At step two, the ALJ concluded that Claimant suffered from the severe impairments of degenerative disc disease of the cervical spine status post fusion surgery, mild osteoarthritis of the bilateral knees, and status post carpal tunnel release and trigger finger release surgeries, and then the ALJ proceeded to the next step in the sequential evaluation process. R. 18-27. Therefore, if the ALJ erred in not finding Claimant's CRPS a severe impairment, then the error was harmless.
III. CONCLUSION.
Although Claimant did not demonstrate reversible error in the ALJ's decision regarding whether her CRPS was a severe impairment, she did show that the ALJ's determinations affording Dr. Moyles's and Dr. Vlasii's opinions little weight were not supported by substantial evidence and did not conform to the correct legal standards. Therefore, it is recommended that the decision be reversed.

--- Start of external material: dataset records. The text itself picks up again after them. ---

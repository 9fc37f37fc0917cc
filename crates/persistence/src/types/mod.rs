//! Core types shared by the query builder, the patch composer and the gateway.

mod novel;
mod outcome;
mod pagination;

pub use novel::{
    CollectionKey, Document, NovelField, NovelFields, PUBLIC_DATE_FORMAT, parse_public_date,
};
pub use outcome::{Outcome, WriteResult};
pub use pagination::{DEFAULT_PAGE_SIZE, PageRequest};
//! Bookshelf Persistence Layer
//!
//! This crate provides query composition and document access for the bookshelf
//! novel store. Documents live in a search engine; this crate owns every
//! interaction with it and reports results through a small, closed taxonomy.
//!
//! # Features
//!
//! - `elasticsearch` (default) - Elasticsearch engine via the official client
//!
//! The in-memory engine is always available.
//!
//! # Architecture
//!
//! - [`query`] - Translates filter parameters into an engine-agnostic [`QueryPlan`]
//! - [`patch`] - Translates optional field values into a non-empty [`UpdatePatch`]
//! - [`gateway`] - Executes operations and maps engine replies to [`Outcome`]s
//! - [`core`] - The [`SearchEngine`] capability implemented by each engine
//! - [`backends`] - Engine implementations
//! - [`types`] - Documents, outcomes and pagination
//! - [`error`] - Error types for all operations
//!
//! # Quick Start
//!
//! ```
//! use std::sync::Arc;
//!
//! use bookshelf_persistence::backends::memory::MemoryEngine;
//! use bookshelf_persistence::query::NovelQuery;
//! use bookshelf_persistence::types::{CollectionKey, NovelFields, Outcome, PageRequest};
//! use bookshelf_persistence::DocumentGateway;
//!
//! # tokio::runtime::Builder::new_current_thread().enable_all().build().unwrap().block_on(async {
//! let gateway = DocumentGateway::new(Arc::new(MemoryEngine::new()));
//! let novels = CollectionKey::novels();
//!
//! let fields = NovelFields::new("Dune", "Herbert", "412", "1965-08-01 00:00:00");
//! gateway.create(&novels, &fields).await.unwrap();
//!
//! let plan = NovelQuery::new().with_author("Herbert").build();
//! let Outcome::SearchResults(docs) = gateway
//!     .search(&novels, &plan, PageRequest::default())
//!     .await
//!     .unwrap()
//! else {
//!     panic!("expected search results");
//! };
//! assert_eq!(docs[0].fields, fields);
//! # });
//! ```
//!
//! # Outcomes and faults
//!
//! A missing document is a normal [`Outcome::NotFound`], never an error. Faults
//! are [`StorageError`]s; [`StorageError::outcome_unknown`] flags writes whose
//! effect cannot be known because the engine did not answer in time or its
//! answer was lost.

#![warn(missing_docs)]
#![warn(rustdoc::missing_crate_level_docs)]

pub mod backends;
pub mod core;
pub mod error;
pub mod gateway;
pub mod patch;
pub mod query;
pub mod types;

// Re-export commonly used types at crate root
pub use error::{Operation, StorageError, StorageResult, TransportError};
pub use gateway::DocumentGateway;
pub use patch::{NovelChanges, UpdatePatch};
pub use query::{NovelQuery, QueryPlan};
pub use types::{CollectionKey, Document, NovelFields, Outcome, PageRequest, WriteResult};

// Re-export core traits
pub use core::{ClusterHealth, RefreshPolicy, SearchEngine};

/// Crate version.
pub const VERSION: &str = env!("CARGO_PKG_VERSION");

/// Crate name.
pub const NAME: &str = env!("CARGO_PKG_NAME");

Accordingly, it is RECOMMENDED that:
1. The final decision of the Commissioner be REVERSED and REMANDED pursuant to sentence four of 42 U.S.C. § 405(g); and
2. The Clerk be directed to enter judgment for Claimant and close the case.
NOTICE TO PARTIES
A party has fourteen days from the date the Report and Recommendation is served to serve and file written objections to the Report and Recommendation's factual findings and legal conclusions. Failure to serve written objections waives that party's right to challenge on appeal any unobjected-to factual finding or legal conclusion the district judge adopts from the Report and Recommendation. 11th Cir. R. 3-1.
RECOMMENDED in Orlando, Florida, on September 16, 2021.